You know the drill. As a consumer, you pray for an electronic health record, for both you and the physician(s) you visit. But the doctors, who now have acres of paper records, are terrified to automate their practices. What if they inadvertantly violate HIPAA? What if the network goes down? How can we afford the expense? How do we know what to buy? What if we don't type? How do we get the records into the EHR from the paper charts? Won't this make me slower and less productive, at least in the beginning?

These are all good and valid questions. I remember them from when billing and claims processing software first came out.
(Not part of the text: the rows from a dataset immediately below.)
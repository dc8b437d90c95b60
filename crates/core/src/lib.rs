pub mod config;
pub mod error;
pub mod indexer;
pub mod metadata;
pub mod paths;

pub use config::{Config, SessionConfigEntry};
pub use error::{ConfigError, DiscoveryError, IndexError};
pub use indexer::{Indexer, IndexerConfig};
But the government, the largest healthcare payer in the country, is going to mandate EHRs pretty soon, just the way it mandated claims processing. One day you could no longer submit claims to Medicare unless you did it electronically, and everyone out and bought software, engaged a clearing house, bit the bullet.

The move to paying providers on the basis of outcomes is just around the corner, and it's a prime reason why doctors MUST automate. They will need to access a lot of data to prove they are doing a good job, not just for Medicare, but for every other insurer. This will come fast now, because the technology is really there, and the world knows it.

Byron Davies, a brilliant guy from MIT who is now in medical informatics, and Roy Frieband, DO, a physician who wrote his own EHR, uses one, and knows how docs feel, and I have created a not-for-profit called the Arizona Health Information Technology Accelerator. We have trained ourselves in all the major products, and developed a process to help each different practice evaluate what's best for it. We represent nobody. In fact, we know what's wrong with EVERY product.

We are now at the point where we can go into a practice on a consulting contract, help them choose the "right" (or the least wrong) product, and help them implement it -- deal with the change management and work flow issues. We are totally up front about how difficult it will be, but we can shortcut a lot of the time-consuming up front work. We can also make it a bit easier to get up and running on EHRs. And because we are a not-for-profit, we don't have to charge the kind of fees the big firms charge.

It's a tough transition, but I remember when Intel went to SAP ten years ago and that was a tough transition, too. Now it's a product they love. Or at least one they need to have in order to remain competitive. Not to mention that Intel originally had a choice about whether to automate its enterprise resource planning, and the doctors won't have that choice. They are too far behind the technology curve.